The show must go on

I’m writing this while sitting at a desk at the NHL head offices in New York. New York City. Behind me, under me, I can see the 6th Avenue, the Avenue of the Americas, with all the people scurrying back and forth like ants, jumping in and out of taxis – very un-antlike behavior.

When I look up, I see a wall with the photos of all NHL captains this season, from Jonathan Toews to Nicklas Lidström to Mikko Koivu.

Ants and taxicabs.

I see the NHL.com editors sit hunched over their laptops, typing away stories about hockey, about the NHL, the greatest hockey league in the world. Their desks are covered with hockey memorabilia: towels, bobbleheads, media guides, bags, water bottles, pucks, and banners.

My desk is empty. There’s just a phone and a computer monitor.

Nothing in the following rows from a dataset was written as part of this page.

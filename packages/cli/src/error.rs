use std::path::PathBuf;

use closure_risk_population::PopulationError;
use closure_risk_projection::ProjectionError;
use closure_risk_risk::RiskError;
use thiserror::Error;

/// Run-level failures. Any of these aborts the run.
#[derive(Debug, Error)]
pub enum PipelineError {
    /// A file could not be read or written.
    #[error("I/O error on {path}: {source}")]
    Io {
        path: PathBuf,
        source: std::io::Error,
    },

    /// The run config is not valid TOML or does not match the schema.
    #[error("Config error in {path}: {source}")]
    Config {
        path: PathBuf,
        source: toml::de::Error,
    },

    /// An input CSV could not be read.
    #[error("CSV error in {path}: {source}")]
    Csv { path: PathBuf, source: csv::Error },

    /// An output document could not be serialized.
    #[error("JSON error: {0}")]
    Json(#[from] serde_json::Error),

    /// The run config is well-formed but inconsistent.
    #[error("Invalid configuration: {message}")]
    Invalid { message: String },

    #[error(transparent)]
    Population(#[from] PopulationError),

    #[error(transparent)]
    Projection(#[from] ProjectionError),

    #[error(transparent)]
    Risk(#[from] RiskError),
}

impl PipelineError {
    pub(crate) fn io(path: impl Into<PathBuf>) -> impl FnOnce(std::io::Error) -> Self {
        let path = path.into();
        move |source| Self::Io { path, source }
    }

    pub(crate) fn csv(path: impl Into<PathBuf>) -> impl FnOnce(csv::Error) -> Self {
        let path = path.into();
        move |source| Self::Csv { path, source }
    }

    pub(crate) fn invalid(message: impl Into<String>) -> Self {
        Self::Invalid {
            message: message.into(),
        }
    }
}
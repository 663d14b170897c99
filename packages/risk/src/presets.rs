//! Compile-time registry of closure model presets.
//!
//! Each entry is a `(name, toml_content)` pair embedded via `include_str!`.
//! Adding a preset means creating a TOML file in `presets/` and adding an
//! entry here.

use crate::RiskError;
use crate::model::ClosureModel;

/// Number of registered presets. Enforced by a test.
#[cfg(test)]
const EXPECTED_PRESET_COUNT: usize = 2;

/// Preset used when a run names none.
pub const DEFAULT_PRESET: &str = "calibrated";

/// Embedded TOML model definitions.
const PRESET_TOMLS: &[(&str, &str)] = &[
    ("calibrated", include_str!("../presets/calibrated.toml")),
    ("legacy", include_str!("../presets/legacy.toml")),
];

/// Returns the names of all registered presets.
#[must_use]
pub fn preset_names() -> Vec<&'static str> {
    PRESET_TOMLS.iter().map(|(name, _)| *name).collect()
}

/// Returns all registered presets, validated.
///
/// # Panics
///
/// Panics if any embedded TOML file fails to parse or validate. Since
/// these are compile-time constants, failures indicate a development error
/// and are caught by the tests below.
#[must_use]
pub fn all_presets() -> Vec<ClosureModel> {
    PRESET_TOMLS
        .iter()
        .map(|(name, toml_str)| {
            ClosureModel::from_toml(toml_str)
                .unwrap_or_else(|e| panic!("Failed to load closure model preset '{name}': {e}"))
        })
        .collect()
}

/// Looks up a preset by name.
///
/// # Errors
///
/// Returns [`RiskError::Configuration`] if no preset has that name, or the
/// parse/validation error of the embedded definition.
pub fn preset(name: &str) -> Result<ClosureModel, RiskError> {
    let (_, toml_str) = PRESET_TOMLS
        .iter()
        .find(|(key, _)| *key == name)
        .ok_or_else(|| RiskError::Configuration {
            message: format!(
                "unknown closure model preset {name:?} (available: {})",
                preset_names().join(", ")
            ),
        })?;
    ClosureModel::from_toml(toml_str)
}
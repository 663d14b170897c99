//! Scenario composition.
//!
//! Independent decline sources (a demographic trend, a participation-share
//! trend) each form an axis of named entries. A scenario is one entry from
//! every axis; its composite ratio is the complement of the product of the
//! entries' survival fractions.

use std::collections::{BTreeMap, BTreeSet};

use closure_risk_risk_models::{ScenarioResult, SizeBucket};

use crate::RiskError;
use crate::scorer::Scorer;

/// Separator between entry ids in a scenario id.
pub const SCENARIO_SEPARATOR: &str = "_";

/// Combines decline ratios: `1 - (1 - a) * (1 - b) * ...`.
///
/// Zero is the identity and one is absorbing. Ratios above one are
/// treated as total loss.
#[must_use]
pub fn compose_ratios(ratios: impl IntoIterator<Item = f64>) -> f64 {
    let survival: f64 = ratios.into_iter().map(|r| 1.0 - r.min(1.0)).product();
    1.0 - survival
}

/// One named assumption on an axis, with ratios by geography and year.
#[derive(Debug, Clone, Default, PartialEq)]
pub struct AxisEntry {
    id: String,
    by_geography: BTreeMap<String, BTreeMap<i32, f64>>,
    uniform: BTreeMap<i32, f64>,
}

impl AxisEntry {
    /// An entry whose ratios differ per geography.
    #[must_use]
    pub fn per_geography(
        id: impl Into<String>,
        by_geography: BTreeMap<String, BTreeMap<i32, f64>>,
    ) -> Self {
        Self {
            id: id.into(),
            by_geography,
            uniform: BTreeMap::new(),
        }
    }

    /// An entry whose ratios apply to every geography.
    #[must_use]
    pub fn uniform(id: impl Into<String>, ratios: BTreeMap<i32, f64>) -> Self {
        Self {
            id: id.into(),
            by_geography: BTreeMap::new(),
            uniform: ratios,
        }
    }

    /// Sets the fallback ratios for geographies without their own.
    #[must_use]
    pub fn with_uniform(mut self, ratios: BTreeMap<i32, f64>) -> Self {
        self.uniform = ratios;
        self
    }

    #[must_use]
    pub fn id(&self) -> &str {
        &self.id
    }

    /// Geographies with their own ratios.
    pub fn geographies(&self) -> impl Iterator<Item = &str> {
        self.by_geography.keys().map(String::as_str)
    }

    /// Ratio for a geography in a year: the geography's own value, else
    /// the uniform value.
    #[must_use]
    pub fn ratio(&self, geography_id: &str, year: i32) -> Option<f64> {
        self.by_geography
            .get(geography_id)
            .and_then(|years| years.get(&year))
            .or_else(|| self.uniform.get(&year))
            .copied()
    }
}

/// An independent scenario dimension.
#[derive(Debug, Clone, PartialEq)]
pub struct ScenarioAxis {
    name: String,
    max_decline: Option<f64>,
    entries: Vec<AxisEntry>,
}

impl ScenarioAxis {
    #[must_use]
    pub fn new(name: impl Into<String>) -> Self {
        Self {
            name: name.into(),
            max_decline: None,
            entries: Vec::new(),
        }
    }

    /// Caps this axis's ratios before composition.
    #[must_use]
    pub const fn with_max_decline(mut self, max_decline: f64) -> Self {
        self.max_decline = Some(max_decline);
        self
    }

    #[must_use]
    pub fn with_entry(mut self, entry: AxisEntry) -> Self {
        self.entries.push(entry);
        self
    }

    #[must_use]
    pub fn name(&self) -> &str {
        &self.name
    }

    #[must_use]
    pub fn entries(&self) -> &[AxisEntry] {
        &self.entries
    }

    fn capped(&self, ratio: f64) -> f64 {
        self.max_decline.map_or(ratio, |cap| ratio.min(cap))
    }
}

/// Drives a [`Scorer`] over every scenario combination and target year.
#[derive(Debug, Clone)]
pub struct ScenarioComposer<'a> {
    scorer: &'a Scorer,
    axes: Vec<ScenarioAxis>,
    years: Vec<i32>,
}

impl<'a> ScenarioComposer<'a> {
    /// Creates a composer after validating the axes.
    ///
    /// # Errors
    ///
    /// Returns [`RiskError::Configuration`] if there are no axes or target
    /// years, an axis has no entries, entry ids repeat within an axis, a
    /// cap is outside `[0, 1]`, or two combinations join to the same
    /// scenario id.
    pub fn new(
        scorer: &'a Scorer,
        axes: Vec<ScenarioAxis>,
        years: impl IntoIterator<Item = i32>,
    ) -> Result<Self, RiskError> {
        let fail = |message: String| Err(RiskError::Configuration { message });

        let years: Vec<i32> = years.into_iter().collect();
        if years.is_empty() {
            return fail("no target years to score".to_string());
        }
        if axes.is_empty() {
            return fail("no scenario axes".to_string());
        }
        for axis in &axes {
            if axis.entries.is_empty() {
                return fail(format!("scenario axis {:?} has no entries", axis.name));
            }
            if let Some(cap) = axis.max_decline
                && !(0.0..=1.0).contains(&cap)
            {
                return fail(format!(
                    "scenario axis {:?} cap {cap} is outside [0, 1]",
                    axis.name
                ));
            }
            for (i, entry) in axis.entries.iter().enumerate() {
                if entry.id.is_empty() || axis.entries[..i].iter().any(|e| e.id == entry.id) {
                    return fail(format!(
                        "scenario axis {:?} entry {:?} is empty or repeated",
                        axis.name, entry.id
                    ));
                }
            }
        }

        let composer = Self {
            scorer,
            axes,
            years,
        };

        let mut ids = BTreeSet::new();
        for id in composer.scenario_ids() {
            if ids.contains(&id) {
                return fail(format!(
                    "scenario id {id:?} is produced by more than one combination; \
                     entry ids joined with {SCENARIO_SEPARATOR:?} must stay distinct"
                ));
            }
            ids.insert(id);
        }

        Ok(composer)
    }

    #[must_use]
    pub fn axes(&self) -> &[ScenarioAxis] {
        &self.axes
    }

    /// Every combination of one entry per axis, in axis order.
    #[must_use]
    pub fn combinations(&self) -> Vec<Vec<&AxisEntry>> {
        self.axes.iter().fold(vec![Vec::new()], |acc, axis| {
            acc.iter()
                .flat_map(|prefix| {
                    axis.entries.iter().map(move |entry| {
                        let mut combo = prefix.clone();
                        combo.push(entry);
                        combo
                    })
                })
                .collect()
        })
    }

    /// Scenario ids in combination order.
    #[must_use]
    pub fn scenario_ids(&self) -> Vec<String> {
        self.combinations()
            .iter()
            .map(|combo| scenario_id(combo))
            .collect()
    }

    /// Composite ratio of one combination for a geography in a year.
    ///
    /// # Errors
    ///
    /// Returns [`RiskError::MissingRatio`] naming the first axis with no
    /// ratio for the geography and year.
    pub fn composite(
        &self,
        geography_id: &str,
        combination: &[&AxisEntry],
        year: i32,
    ) -> Result<f64, RiskError> {
        let mut ratios = Vec::with_capacity(combination.len());
        for (axis, entry) in self.axes.iter().zip(combination) {
            let ratio = entry
                .ratio(geography_id, year)
                .ok_or_else(|| RiskError::MissingRatio {
                    geography_id: geography_id.to_string(),
                    axis: axis.name.clone(),
                    entry: entry.id.clone(),
                    year,
                })?;
            ratios.push(axis.capped(ratio));
        }
        Ok(compose_ratios(ratios))
    }

    /// Scores every combination in every target year for one geography.
    ///
    /// # Errors
    ///
    /// Fails on the first combination that cannot be composed or scored;
    /// the geography should then be excluded as a whole.
    pub fn run_geography(
        &self,
        geography_id: &str,
        buckets: &[SizeBucket],
    ) -> Result<Vec<ScenarioResult>, RiskError> {
        let combinations = self.combinations();
        let mut results = Vec::with_capacity(combinations.len() * self.years.len());

        for combination in &combinations {
            let id = scenario_id(combination);
            for &year in &self.years {
                let ratio = self.composite(geography_id, combination, year)?;
                results.push(self.scorer.score(geography_id, &id, buckets, ratio, year)?);
            }
        }

        log::debug!("{geography_id}: scored {} scenario-years", results.len());
        Ok(results)
    }
}

fn scenario_id(combination: &[&AxisEntry]) -> String {
    combination
        .iter()
        .map(|entry| entry.id.as_str())
        .collect::<Vec<_>>()
        .join(SCENARIO_SEPARATOR)
}
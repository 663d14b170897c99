//! Progress reporting for long aggregation passes.
//!
//! The aggregator never knows how many rows a stream holds, so progress is
//! reported as a running row count. Rendering lives upstream (the CLI
//! wires an `indicatif` spinner in); library code and tests use
//! [`NullProgress`].

use std::sync::Arc;

/// Receives progress updates from a streaming pass.
///
/// Implementations must be `Send + Sync` so a single reporter can be
/// shared behind an [`Arc`].
pub trait ProgressCallback: Send + Sync {
    /// Advance the processed-row counter by `delta`.
    fn inc(&self, delta: u64);

    /// Update the message displayed alongside the counter.
    fn set_message(&self, msg: String);

    /// Mark the pass as complete with a final message.
    fn finish(&self, msg: String);
}

/// Discards every update.
pub struct NullProgress;

impl ProgressCallback for NullProgress {
    fn inc(&self, _delta: u64) {}
    fn set_message(&self, _msg: String) {}
    fn finish(&self, _msg: String) {}
}

/// Returns a shared [`NullProgress`].
#[must_use]
pub fn null_progress() -> Arc<dyn ProgressCallback> {
    Arc::new(NullProgress)
}
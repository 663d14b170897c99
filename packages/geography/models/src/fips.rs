//! US state reference table.
//!
//! One immutable table maps two-digit FIPS codes, two-letter postal
//! abbreviations, and full names for the 50 states + DC. Every lookup in
//! the toolchain goes through this table.

/// A single row of the state reference table.
#[derive(Debug, Clone, Copy, PartialEq, Eq)]
pub struct StateInfo {
    /// Two-digit FIPS code (e.g. `"06"`).
    pub fips: &'static str,
    /// Two-letter postal abbreviation (e.g. `"CA"`).
    pub abbr: &'static str,
    /// Full state name (e.g. `"California"`).
    pub name: &'static str,
}

const fn state(fips: &'static str, abbr: &'static str, name: &'static str) -> StateInfo {
    StateInfo { fips, abbr, name }
}

/// The 50 US states + DC, ordered by FIPS code.
pub const STATES: &[StateInfo] = &[
    state("01", "AL", "Alabama"),
    state("02", "AK", "Alaska"),
    state("04", "AZ", "Arizona"),
    state("05", "AR", "Arkansas"),
    state("06", "CA", "California"),
    state("08", "CO", "Colorado"),
    state("09", "CT", "Connecticut"),
    state("10", "DE", "Delaware"),
    state("11", "DC", "District of Columbia"),
    state("12", "FL", "Florida"),
    state("13", "GA", "Georgia"),
    state("15", "HI", "Hawaii"),
    state("16", "ID", "Idaho"),
    state("17", "IL", "Illinois"),
    state("18", "IN", "Indiana"),
    state("19", "IA", "Iowa"),
    state("20", "KS", "Kansas"),
    state("21", "KY", "Kentucky"),
    state("22", "LA", "Louisiana"),
    state("23", "ME", "Maine"),
    state("24", "MD", "Maryland"),
    state("25", "MA", "Massachusetts"),
    state("26", "MI", "Michigan"),
    state("27", "MN", "Minnesota"),
    state("28", "MS", "Mississippi"),
    state("29", "MO", "Missouri"),
    state("30", "MT", "Montana"),
    state("31", "NE", "Nebraska"),
    state("32", "NV", "Nevada"),
    state("33", "NH", "New Hampshire"),
    state("34", "NJ", "New Jersey"),
    state("35", "NM", "New Mexico"),
    state("36", "NY", "New York"),
    state("37", "NC", "North Carolina"),
    state("38", "ND", "North Dakota"),
    state("39", "OH", "Ohio"),
    state("40", "OK", "Oklahoma"),
    state("41", "OR", "Oregon"),
    state("42", "PA", "Pennsylvania"),
    state("44", "RI", "Rhode Island"),
    state("45", "SC", "South Carolina"),
    state("46", "SD", "South Dakota"),
    state("47", "TN", "Tennessee"),
    state("48", "TX", "Texas"),
    state("49", "UT", "Utah"),
    state("50", "VT", "Vermont"),
    state("51", "VA", "Virginia"),
    state("53", "WA", "Washington"),
    state("54", "WV", "West Virginia"),
    state("55", "WI", "Wisconsin"),
    state("56", "WY", "Wyoming"),
];

/// Looks up a state by its two-digit FIPS code.
#[must_use]
pub fn by_fips(fips: &str) -> Option<&'static StateInfo> {
    STATES.iter().find(|s| s.fips == fips)
}

/// Looks up a state by its postal abbreviation (case-insensitive).
#[must_use]
pub fn by_abbr(abbr: &str) -> Option<&'static StateInfo> {
    STATES.iter().find(|s| s.abbr.eq_ignore_ascii_case(abbr))
}

/// Looks up a state by its full name (case-insensitive, surrounding
/// whitespace ignored).
#[must_use]
pub fn by_name(name: &str) -> Option<&'static StateInfo> {
    let name = name.trim();
    STATES.iter().find(|s| s.name.eq_ignore_ascii_case(name))
}

/// Resolves a free-form state reference: a FIPS code (zero-padded or
/// not), a postal abbreviation, or a full name.
#[must_use]
pub fn resolve(reference: &str) -> Option<&'static StateInfo> {
    let reference = reference.trim();
    if !reference.is_empty() && reference.bytes().all(|b| b.is_ascii_digit()) {
        return by_fips(&pad_code(reference, 2));
    }
    by_abbr(reference).or_else(|| by_name(reference))
}

/// Returns `true` if `fips` is one of the 50 states + DC.
#[must_use]
pub fn is_state_fips(fips: &str) -> bool {
    by_fips(fips).is_some()
}

/// Left-pads a numeric code with zeros to `width` characters.
///
/// Source files frequently drop leading zeros (`"6"` for California), so
/// every code is normalized before it is used as a key.
#[must_use]
pub fn pad_code(code: &str, width: usize) -> String {
    let code = code.trim();
    // Spreadsheet exports sometimes render codes as floats ("6.0").
    let code = code.strip_suffix(".0").unwrap_or(code);
    format!("{code:0>width$}")
}

#[cfg(test)]
mod tests {
    use super::*;

    #[test]
    fn state_count() {
        assert_eq!(STATES.len(), 51);
    }

    #[test]
    fn codes_are_unique_and_sorted() {
        for pair in STATES.windows(2) {
            assert!(pair[0].fips < pair[1].fips, "{:?}", pair);
        }
        let mut abbrs: Vec<&str> = STATES.iter().map(|s| s.abbr).collect();
        abbrs.sort_unstable();
        abbrs.dedup();
        assert_eq!(abbrs.len(), STATES.len());
    }

    #[test]
    fn lookups_agree() {
        for info in STATES {
            assert_eq!(by_fips(info.fips), Some(info));
            assert_eq!(by_abbr(info.abbr), Some(info));
            assert_eq!(by_name(info.name), Some(info));
        }
    }

    #[test]
    fn resolve_accepts_any_form() {
        assert_eq!(resolve("6").map(|s| s.abbr), Some("CA"));
        assert_eq!(resolve("06").map(|s| s.abbr), Some("CA"));
        assert_eq!(resolve("ca").map(|s| s.fips), Some("06"));
        assert_eq!(resolve(" west virginia ").map(|s| s.abbr), Some("WV"));
        assert_eq!(resolve("72"), None);
        assert_eq!(resolve("XX"), None);
    }

    #[test]
    fn pads_codes() {
        assert_eq!(pad_code("6", 2), "06");
        assert_eq!(pad_code("1", 3), "001");
        assert_eq!(pad_code("6.0", 2), "06");
        assert_eq!(pad_code("06075", 5), "06075");
    }
}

The shelves are empty, the waste basket is empty, and the board doesn’t have one note on it, just blue and red and green tacks to hold the notes that should be there.

The desk is empty, because it’s really not my desk. I don’t work here. For a few minutes, I can imagine what it would be like to come to work in this open landscape office in Manhattan, and write about the greatest hockey league in the world.

Like I’ve imagined for 20 years.

The first time I thought I had got a job at the NHL was in 1995. I had first got in touch with the league a year and a half earlier when the NHL brought the Winnipeg Jets over to Helsinki, my hometown, and the league’s vice president for new business development hired me as his man on the ground. Whenever Bryant needed a phone number in Helsinki, I found it. When he needed to get a hold of the mayor, I called her up. When he needed somebody to put together the tournament program, I translated and wrote articles for it. When he needed a second opinion about Finland, I was that.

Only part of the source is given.